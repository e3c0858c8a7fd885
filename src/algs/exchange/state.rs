//! Transient per-patch exchange state, rebuilt for every call.

use crate::algs::communicator::{Communicator, Wait};
use crate::data::particle::Particle;
use crate::exchange_error::{ErrorContext, ExchangeError};
use crate::topology::neighbors::Neighbor;
use crate::topology::side::Side;
use std::ops::{Index, IndexMut};

/// One `T` per `(axis, side)`.
#[derive(Clone, Debug, Default, PartialEq)]
pub struct AxisSides<T>(Vec<[T; 2]>);

impl<T: Default> AxisSides<T> {
    pub fn new(n_dim: usize) -> Self {
        Self((0..n_dim).map(|_| [T::default(), T::default()]).collect())
    }
}

impl<T> AxisSides<T> {
    pub fn n_dim(&self) -> usize {
        self.0.len()
    }

    pub fn iter(&self) -> impl Iterator<Item = (usize, Side, &T)> {
        self.0.iter().enumerate().flat_map(|(axis, pair)| {
            Side::ALL
                .into_iter()
                .map(move |side| (axis, side, &pair[side.index()]))
        })
    }
}

impl<T> Index<(usize, Side)> for AxisSides<T> {
    type Output = T;

    fn index(&self, (axis, side): (usize, Side)) -> &T {
        &self.0[axis][side.index()]
    }
}

impl<T> IndexMut<(usize, Side)> for AxisSides<T> {
    fn index_mut(&mut self, (axis, side): (usize, Side)) -> &mut T {
        &mut self.0[axis][side.index()]
    }
}

/// Everything one patch accumulates during one exchange of one species.
#[derive(Clone, Debug, Default)]
pub struct ExchangeState {
    /// Store indices queued to leave through each face.
    pub send_indices: AxisSides<Vec<usize>>,
    /// Particle counts announced by each neighbor.
    pub recv_counts: AxisSides<usize>,
    /// Particles received through each face.
    pub recv: AxisSides<Vec<Particle>>,
    /// Particles shipped through a face (a corner particle counts once per hop).
    pub sent: usize,
    /// Particles dropped at a non-periodic boundary.
    pub lost: usize,
    /// Particles inserted into the store.
    pub received: usize,
}

impl ExchangeState {
    pub fn new(n_dim: usize) -> Self {
        Self {
            send_indices: AxisSides::new(n_dim),
            recv_counts: AxisSides::new(n_dim),
            recv: AxisSides::new(n_dim),
            ..Self::default()
        }
    }
}

/// Where a posted receive's payload goes.
#[derive(Copy, Clone, Debug)]
pub(crate) struct RecvMeta {
    pub slot: usize,
    pub axis: usize,
    pub side: Side,
    pub neighbor: Neighbor,
    pub expected: usize,
}

/// All handles posted by one stage of one axis.
pub(crate) struct InFlight<C: Communicator> {
    pub recvs: Vec<(RecvMeta, C::RecvHandle)>,
    pub sends: Vec<C::SendHandle>,
}

impl<C: Communicator> InFlight<C> {
    pub fn new() -> Self {
        Self {
            recvs: Vec::new(),
            sends: Vec::new(),
        }
    }

    /// Wait on every handle. `on_data` consumes each payload; the first
    /// failure is returned only after all handles have completed.
    pub fn drain<F>(self, species: usize, mut on_data: F) -> Result<(), ExchangeError>
    where
        F: FnMut(RecvMeta, Vec<u8>) -> Result<(), ExchangeError>,
    {
        let mut first_err = None;
        for (meta, handle) in self.recvs {
            let result = match handle.wait() {
                Some(bytes) => on_data(meta, bytes),
                None => {
                    let context =
                        ErrorContext::species(species).with_axis_side(meta.axis, meta.side);
                    log::error!(
                        "[exchange] no reply from patch {} on rank {} ({context})",
                        meta.neighbor.patch,
                        meta.neighbor.rank
                    );
                    Err(ExchangeError::TransferTimeout {
                        context,
                        peer_rank: meta.neighbor.rank,
                        peer_patch: meta.neighbor.patch,
                    })
                }
            };
            if let Err(e) = result {
                first_err.get_or_insert(e);
            }
        }
        let unfinished = self
            .sends
            .into_iter()
            .map(Wait::wait)
            .filter(Option::is_none)
            .count();
        if unfinished > 0 {
            log::warn!("[exchange] species {species}: {unfinished} send(s) did not complete");
        }
        match first_err {
            Some(e) => Err(e),
            None => Ok(()),
        }
    }
}

#[cfg(test)]
mod tests {
    use super::*;

    #[test]
    fn axis_sides_index_by_face() {
        let mut s: AxisSides<usize> = AxisSides::new(2);
        s[(1, Side::High)] = 4;
        s[(0, Side::Low)] = 1;
        let flat: Vec<usize> = s.iter().map(|(_, _, v)| *v).collect();
        assert_eq!(flat, vec![1, 0, 0, 4]);
        assert_eq!(s.n_dim(), 2);
    }

    #[test]
    fn drain_reports_silent_receive_after_all_sends() {
        use crate::algs::communicator::NoComm;
        let meta = RecvMeta {
            slot: 0,
            axis: 1,
            side: Side::High,
            neighbor: Neighbor { patch: 3, rank: 1 },
            expected: 1,
        };
        let flight: InFlight<NoComm> = InFlight {
            recvs: vec![(meta, ())],
            sends: vec![(), ()],
        };
        let mut seen = 0;
        let err = flight
            .drain(2, |_, _| {
                seen += 1;
                Ok(())
            })
            .unwrap_err();
        assert_eq!(seen, 0);
        match err {
            ExchangeError::TransferTimeout {
                context,
                peer_rank,
                peer_patch,
            } => {
                assert_eq!((peer_rank, peer_patch), (1, 3));
                assert_eq!(context.species, Some(2));
                assert_eq!(context.axis, Some(1));
            }
            other => panic!("unexpected {other:?}"),
        }

        let sends_only: InFlight<NoComm> = InFlight {
            recvs: Vec::new(),
            sends: vec![()],
        };
        assert!(sends_only.drain(0, |_, _| Ok(())).is_ok());
    }
}
//! Geometric extent of one patch.

use crate::topology::side::{MAX_DIM, Side};

/// Half-open box `[min, max)` per axis. Only the first `n_dim` entries are meaningful.
#[derive(Copy, Clone, Debug, PartialEq)]
pub struct LocalBounds {
    pub n_dim: usize,
    pub min: [f64; MAX_DIM],
    pub max: [f64; MAX_DIM],
}

impl LocalBounds {
    pub fn new(n_dim: usize, min: [f64; MAX_DIM], max: [f64; MAX_DIM]) -> Self {
        Self { n_dim, min, max }
    }

    /// Which side of `axis` the coordinate `x` lies beyond, if any.
    #[inline]
    pub fn outside(&self, axis: usize, x: f64) -> Option<Side> {
        if x < self.min[axis] {
            Some(Side::Low)
        } else if x >= self.max[axis] {
            Some(Side::High)
        } else {
            None
        }
    }

    /// True iff every meaningful coordinate lies inside.
    pub fn contains(&self, position: &[f64; MAX_DIM]) -> bool {
        (0..self.n_dim).all(|axis| self.outside(axis, position[axis]).is_none())
    }

    #[inline]
    pub fn length(&self, axis: usize) -> f64 {
        self.max[axis] - self.min[axis]
    }
}
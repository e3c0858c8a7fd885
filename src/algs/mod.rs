//! Re-export public algorithms.

pub mod communicator;
pub mod exchange;
pub mod wire;

pub use exchange::{ExchangeReport, exchange_particles};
==============================
TASK DETAILS: Give every entry again in full, precisely as written above.

ANSWER SECTION:
repository e3c0858c8a7fd885
filename src/algs/exchange/state.rs
//! Transient per-patch exchange state, rebuilt for every call.

use crate::algs::communicator::{Communicator, Wait};
use crate::data::particle::Particle;
use crate::exchange_error::{ErrorContext, ExchangeError};
use crate::topology::neighbors::Neighbor;
use crate::topology::side::Side;
use std::ops::{Index, IndexMut};

/// One `T` per `(axis, side)`.
#[derive(Clone, Debug, Default, PartialEq)]
pub struct AxisSides<T>(Vec<[T; 2]>);

impl<T: Default> AxisSides<T> {
    pub fn new(n_dim: usize) -> Self {
        Self((0..n_dim).map(|_| [T::default(), T::default()]).collect())
    }
}

impl<T> AxisSides<T> {
    pub fn n_dim(&self) -> usize {
        self.0.len()
    }

    pub fn iter(&self) -> impl Iterator<Item = (usize, Side, &T)> {
        self.0.iter().enumerate().flat_map(|(axis, pair)| {
            Side::ALL
                .into_iter()
                .map(move |side| (axis, side, &pair[side.index()]))
        })
    }
}

impl<T> Index<(usize, Side)> for AxisSides<T> {
    type Output = T;

    fn index(&self, (axis, side): (usize, Side)) -> &T {
        &self.0[axis][side.index()]
    }
}

impl<T> IndexMut<(usize, Side)> for AxisSides<T> {
    fn index_mut(&mut self, (axis, side): (usize, Side)) -> &mut T {
        &mut self.0[axis][side.index()]
    }
}

/// Everything one patch accumulates during one exchange of one species.
#[derive(Clone, Debug, Default)]
pub struct ExchangeState {
    /// Store indices queued to leave through each face.
    pub send_indices: AxisSides<Vec<usize>>,
    /// Particle counts announced by each neighbor.
    pub recv_counts: AxisSides<usize>,
    /// Particles received through each face.
    pub recv: AxisSides<Vec<Particle>>,
    /// Particles shipped through a face (a corner particle counts once per hop).
    pub sent: usize,
    /// Particles dropped at a non-periodic boundary.
    pub lost: usize,
    /// Particles inserted into the store.
    pub received: usize,
}

impl ExchangeState {
    pub fn new(n_dim: usize) -> Self {
        Self {
            send_indices: AxisSides::new(n_dim),
            recv_counts: AxisSides::new(n_dim),
            recv: AxisSides::new(n_dim),
            ..Self::default()
        }
    }
}

/// Where a posted receive's payload goes.
#[derive(Copy, Clone, Debug)]
pub(crate) struct RecvMeta {
    pub slot: usize,
    pub axis: usize,
    pub side: Side,
    pub neighbor: Neighbor,
    pub expected: usize,
}

/// All handles posted by one stage of one axis.
pub(crate) struct InFlight<C: Communicator> {
    pub recvs: Vec<(RecvMeta, C::RecvHandle)>,
    pub sends: Vec<C::SendHandle>,
}

impl<C: Communicator> InFlight<C> {
    pub fn new() -> Self {
        Self {
            recvs: Vec::new(),
            sends: Vec::new(),
        }
    }

    /// Wait on every handle. `on_data` consumes each payload; the first
    /// failure is returned only after all handles have completed.
    pub fn drain<F>(self, species: usize, mut on_data: F) -> Result<(), ExchangeError>
    where
        F: FnMut(RecvMeta, Vec<u8>) -> Result<(), ExchangeError>,
    {
        let mut first_err = None;
        for (meta, handle) in self.recvs {
            let result = match handle.wait() {
                Some(bytes) => on_data(meta, bytes),
                None => {
                    let context =
                        ErrorContext::species(species).with_axis_side(meta.axis, meta.side);
                    log::error!(
                        "[exchange] no reply from patch {} on rank {} ({context})",
                        meta.neighbor.patch,
                        meta.neighbor.rank
                    );
                    Err(ExchangeError::TransferTimeout {
                        context,
                        peer_rank: meta.neighbor.rank,
                        peer_patch: meta.neighbor.patch,
                    })
                }
            };
            if let Err(e) = result {
                first_err.get_or_insert(e);
            }
        }
        let unfinished = self
            .sends
            .into_iter()
            .map(Wait::wait)
            .filter(Option::is_none)
            .count();
        if unfinished > 0 {
            log::warn!("[exchange] species {species}: {unfinished} send(s) did not complete");
        }
        match first_err {
            Some(e) => Err(e),
            None => Ok(()),
        }
    }
}

#[cfg(test)]
mod tests {
    use super::*;

    #[test]
    fn axis_sides_index_by_face() {
        let mut s: AxisSides<usize> = AxisSides::new(2);
        s[(1, Side::High)] = 4;
        s[(0, Side::Low)] = 1;
        let flat: Vec<usize> = s.iter().map(|(_, _, v)| *v).collect();
        assert_eq!(flat, vec![1, 0, 0, 4]);
        assert_eq!(s.n_dim(), 2);
    }

    #[test]
    fn drain_reports_silent_receive_after_all_sends() {
        use crate::algs::communicator::NoComm;
        let meta = RecvMeta {
            slot: 0,
            axis: 1,
            side: Side::High,
            neighbor: Neighbor { patch: 3, rank: 1 },
            expected: 1,
        };
        let flight: InFlight<NoComm> = InFlight {
            recvs: vec![(meta, ())],
            sends: vec![(), ()],
        };
        let mut seen = 0;
        let err = flight
            .drain(2, |_, _| {
                seen += 1;
                Ok(())
            })
            .unwrap_err();
        assert_eq!(seen, 0);
        match err {
            ExchangeError::TransferTimeout {
                context,
                peer_rank,
                peer_patch,
            } => {
                assert_eq!((peer_rank, peer_patch), (1, 3));
                assert_eq!(context.species, Some(2));
                assert_eq!(context.axis, Some(1));
            }
            other => panic!("unexpected {other:?}"),
        }

        let sends_only: InFlight<NoComm> = InFlight {
            recvs: Vec::new(),
            sends: vec![()],
        };
        assert!(sends_only.drain(0, |_, _| Ok(())).is_ok());
    }
}
//! Geometric extent of one patch.

use crate::topology::side::{MAX_DIM, Side};

/// Half-open box `[min, max)` per axis. Only the first `n_dim` entries are meaningful.
#[derive(Copy, Clone, Debug, PartialEq)]
pub struct LocalBounds {
    pub n_dim: usize,
    pub min: [f64; MAX_DIM],
    pub max: [f64; MAX_DIM],
}

impl LocalBounds {
    pub fn new(n_dim: usize, min: [f64; MAX_DIM], max: [f64; MAX_DIM]) -> Self {
        Self { n_dim, min, max }
    }

    /// Which side of `axis` the coordinate `x` lies beyond, if any.
    #[inline]
    pub fn outside(&self, axis: usize, x: f64) -> Option<Side> {
        if x < self.min[axis] {
            Some(Side::Low)
        } else if x >= self.max[axis] {
            Some(Side::High)
        } else {
            None
        }
    }

    /// True iff every meaningful coordinate lies inside.
    pub fn contains(&self, position: &[f64; MAX_DIM]) -> bool {
        (0..self.n_dim).all(|axis| self.outside(axis, position[axis]).is_none())
    }

    #[inline]
    pub fn length(&self, axis: usize) -> f64 {
        self.max[axis] - self.min[axis]
    }
}
repository e3c0858c8a7fd885
filename src/algs/mod.rs
//! Re-export public algorithms.

pub mod communicator;
pub mod exchange;
pub mod wire;

pub use exchange::{ExchangeReport, exchange_particles};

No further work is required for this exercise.